◆ What you will do
Go through the entries that follow and count every line with the string "tokio". Reply with the number only.

Stored items:

=== Begin Enclosure ===

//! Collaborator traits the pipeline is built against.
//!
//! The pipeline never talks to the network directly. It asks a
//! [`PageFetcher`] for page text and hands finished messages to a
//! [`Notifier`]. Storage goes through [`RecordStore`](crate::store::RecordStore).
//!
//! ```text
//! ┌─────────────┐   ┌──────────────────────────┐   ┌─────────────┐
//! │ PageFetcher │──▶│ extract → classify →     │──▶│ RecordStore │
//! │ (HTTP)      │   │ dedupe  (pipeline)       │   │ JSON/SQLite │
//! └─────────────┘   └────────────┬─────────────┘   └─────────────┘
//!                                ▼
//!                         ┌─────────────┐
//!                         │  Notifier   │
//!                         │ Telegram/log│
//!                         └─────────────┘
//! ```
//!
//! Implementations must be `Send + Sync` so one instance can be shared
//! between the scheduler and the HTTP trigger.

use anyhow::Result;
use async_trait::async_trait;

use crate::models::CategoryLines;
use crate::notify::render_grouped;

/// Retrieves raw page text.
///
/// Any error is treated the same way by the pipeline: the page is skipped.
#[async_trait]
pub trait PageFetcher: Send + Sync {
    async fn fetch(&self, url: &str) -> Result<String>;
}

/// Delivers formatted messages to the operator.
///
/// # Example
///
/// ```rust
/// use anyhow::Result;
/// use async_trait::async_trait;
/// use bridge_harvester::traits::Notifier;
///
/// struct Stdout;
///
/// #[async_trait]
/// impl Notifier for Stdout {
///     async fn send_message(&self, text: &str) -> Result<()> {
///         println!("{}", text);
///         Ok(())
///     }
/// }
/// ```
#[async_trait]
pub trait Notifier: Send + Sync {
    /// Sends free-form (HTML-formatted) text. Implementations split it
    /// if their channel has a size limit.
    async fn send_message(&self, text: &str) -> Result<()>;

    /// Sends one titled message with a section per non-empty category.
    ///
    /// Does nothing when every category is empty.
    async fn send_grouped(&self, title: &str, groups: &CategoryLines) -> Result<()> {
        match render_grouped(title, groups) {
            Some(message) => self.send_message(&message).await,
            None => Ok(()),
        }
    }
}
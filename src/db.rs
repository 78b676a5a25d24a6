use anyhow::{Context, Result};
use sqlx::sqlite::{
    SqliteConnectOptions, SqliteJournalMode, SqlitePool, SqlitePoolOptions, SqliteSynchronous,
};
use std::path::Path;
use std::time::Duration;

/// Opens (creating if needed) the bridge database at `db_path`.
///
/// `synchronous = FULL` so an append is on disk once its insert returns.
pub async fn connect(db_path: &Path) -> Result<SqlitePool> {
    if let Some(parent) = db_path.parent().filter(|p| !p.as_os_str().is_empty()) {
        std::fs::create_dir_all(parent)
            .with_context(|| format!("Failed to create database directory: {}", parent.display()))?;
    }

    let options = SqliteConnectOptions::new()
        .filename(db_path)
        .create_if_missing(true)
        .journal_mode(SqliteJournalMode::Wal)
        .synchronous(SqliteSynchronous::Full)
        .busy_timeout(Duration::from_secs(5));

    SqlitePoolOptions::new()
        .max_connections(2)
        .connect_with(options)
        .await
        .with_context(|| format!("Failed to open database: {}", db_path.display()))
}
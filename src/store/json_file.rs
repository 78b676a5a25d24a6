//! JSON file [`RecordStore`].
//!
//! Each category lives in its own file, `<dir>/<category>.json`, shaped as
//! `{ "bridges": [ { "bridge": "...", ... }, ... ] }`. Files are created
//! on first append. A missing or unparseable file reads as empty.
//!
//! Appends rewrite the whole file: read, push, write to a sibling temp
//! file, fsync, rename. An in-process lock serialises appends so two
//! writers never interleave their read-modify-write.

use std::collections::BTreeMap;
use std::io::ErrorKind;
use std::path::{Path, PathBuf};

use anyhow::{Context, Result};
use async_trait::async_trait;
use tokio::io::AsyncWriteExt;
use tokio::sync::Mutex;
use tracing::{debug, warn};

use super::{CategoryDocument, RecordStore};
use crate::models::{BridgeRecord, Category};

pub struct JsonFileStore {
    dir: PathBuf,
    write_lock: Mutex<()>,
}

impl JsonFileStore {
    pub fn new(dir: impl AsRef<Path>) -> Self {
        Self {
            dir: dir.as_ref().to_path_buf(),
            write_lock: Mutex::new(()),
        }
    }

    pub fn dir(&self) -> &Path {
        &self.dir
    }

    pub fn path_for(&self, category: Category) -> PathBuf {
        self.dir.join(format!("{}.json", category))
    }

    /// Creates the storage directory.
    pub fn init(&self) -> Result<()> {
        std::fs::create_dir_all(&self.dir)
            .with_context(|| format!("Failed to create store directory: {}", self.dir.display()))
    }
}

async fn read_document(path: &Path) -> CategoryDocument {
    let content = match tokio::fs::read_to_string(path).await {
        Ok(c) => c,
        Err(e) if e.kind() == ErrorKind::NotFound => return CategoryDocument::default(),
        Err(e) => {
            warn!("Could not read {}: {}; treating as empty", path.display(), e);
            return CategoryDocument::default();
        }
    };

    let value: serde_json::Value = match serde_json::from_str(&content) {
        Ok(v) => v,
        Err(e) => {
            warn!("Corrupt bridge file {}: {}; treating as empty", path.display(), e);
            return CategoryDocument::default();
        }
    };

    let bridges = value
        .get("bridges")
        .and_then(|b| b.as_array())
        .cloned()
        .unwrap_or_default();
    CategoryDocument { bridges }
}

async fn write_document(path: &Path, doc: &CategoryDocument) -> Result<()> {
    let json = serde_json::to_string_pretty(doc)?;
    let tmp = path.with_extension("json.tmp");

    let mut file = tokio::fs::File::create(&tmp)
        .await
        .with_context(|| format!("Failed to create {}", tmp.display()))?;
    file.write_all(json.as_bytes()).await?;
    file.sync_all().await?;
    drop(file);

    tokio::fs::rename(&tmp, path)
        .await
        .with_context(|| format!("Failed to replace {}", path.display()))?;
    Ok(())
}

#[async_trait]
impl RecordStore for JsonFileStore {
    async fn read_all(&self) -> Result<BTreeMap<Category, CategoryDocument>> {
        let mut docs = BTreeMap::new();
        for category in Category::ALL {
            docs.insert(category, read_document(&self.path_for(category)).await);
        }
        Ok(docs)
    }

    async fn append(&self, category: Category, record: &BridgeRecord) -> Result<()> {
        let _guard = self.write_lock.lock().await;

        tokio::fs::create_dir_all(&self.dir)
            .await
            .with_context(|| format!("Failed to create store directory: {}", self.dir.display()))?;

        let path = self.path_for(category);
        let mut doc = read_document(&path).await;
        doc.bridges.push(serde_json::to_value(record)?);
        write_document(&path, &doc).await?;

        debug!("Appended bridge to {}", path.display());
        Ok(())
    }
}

=== End Enclosure ===
=== Begin Enclosure ===

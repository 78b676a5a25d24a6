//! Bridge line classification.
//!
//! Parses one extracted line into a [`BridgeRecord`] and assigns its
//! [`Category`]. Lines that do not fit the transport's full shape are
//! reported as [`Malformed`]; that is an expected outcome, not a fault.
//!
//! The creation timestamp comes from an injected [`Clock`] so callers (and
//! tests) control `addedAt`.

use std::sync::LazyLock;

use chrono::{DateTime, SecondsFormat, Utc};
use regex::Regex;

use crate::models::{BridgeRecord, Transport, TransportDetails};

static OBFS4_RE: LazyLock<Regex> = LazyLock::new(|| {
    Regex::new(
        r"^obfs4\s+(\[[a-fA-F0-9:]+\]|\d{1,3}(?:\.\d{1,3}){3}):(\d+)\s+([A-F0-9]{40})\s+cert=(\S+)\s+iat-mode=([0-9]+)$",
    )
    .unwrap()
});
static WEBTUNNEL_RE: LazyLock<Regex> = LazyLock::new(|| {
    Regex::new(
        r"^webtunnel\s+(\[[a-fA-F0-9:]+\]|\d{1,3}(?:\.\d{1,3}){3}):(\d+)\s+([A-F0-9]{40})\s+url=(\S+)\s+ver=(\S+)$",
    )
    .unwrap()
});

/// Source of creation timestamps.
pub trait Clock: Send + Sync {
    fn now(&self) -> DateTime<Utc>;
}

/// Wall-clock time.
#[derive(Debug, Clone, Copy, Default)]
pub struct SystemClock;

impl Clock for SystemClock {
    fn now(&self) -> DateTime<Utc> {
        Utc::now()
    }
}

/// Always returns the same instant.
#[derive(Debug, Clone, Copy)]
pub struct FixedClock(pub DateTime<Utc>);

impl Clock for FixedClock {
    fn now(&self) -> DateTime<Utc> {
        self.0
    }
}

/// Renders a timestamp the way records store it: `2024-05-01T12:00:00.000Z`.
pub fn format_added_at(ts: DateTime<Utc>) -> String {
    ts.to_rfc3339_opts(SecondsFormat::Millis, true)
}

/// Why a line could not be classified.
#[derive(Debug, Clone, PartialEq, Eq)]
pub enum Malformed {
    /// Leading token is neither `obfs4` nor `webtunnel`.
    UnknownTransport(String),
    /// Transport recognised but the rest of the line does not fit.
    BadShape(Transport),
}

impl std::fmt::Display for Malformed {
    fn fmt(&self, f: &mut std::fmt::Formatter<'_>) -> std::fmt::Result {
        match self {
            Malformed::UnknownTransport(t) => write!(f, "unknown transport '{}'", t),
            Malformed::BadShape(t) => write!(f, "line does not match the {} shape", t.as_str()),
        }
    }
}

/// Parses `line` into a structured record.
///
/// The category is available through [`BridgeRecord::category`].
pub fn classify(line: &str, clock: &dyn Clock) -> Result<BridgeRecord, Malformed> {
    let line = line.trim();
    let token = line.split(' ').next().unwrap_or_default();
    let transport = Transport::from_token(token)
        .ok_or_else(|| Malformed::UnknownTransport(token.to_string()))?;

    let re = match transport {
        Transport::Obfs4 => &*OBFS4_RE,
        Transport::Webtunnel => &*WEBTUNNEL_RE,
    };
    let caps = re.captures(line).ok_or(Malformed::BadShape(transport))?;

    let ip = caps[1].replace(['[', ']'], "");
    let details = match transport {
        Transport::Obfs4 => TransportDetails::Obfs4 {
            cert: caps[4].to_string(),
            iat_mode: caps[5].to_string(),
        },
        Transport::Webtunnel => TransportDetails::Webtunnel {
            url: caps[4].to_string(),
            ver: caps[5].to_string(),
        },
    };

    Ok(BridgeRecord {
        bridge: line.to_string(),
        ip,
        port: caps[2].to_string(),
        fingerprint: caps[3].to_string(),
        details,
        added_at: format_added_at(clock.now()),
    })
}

=== End Enclosure ===

◆ Solution for this task
6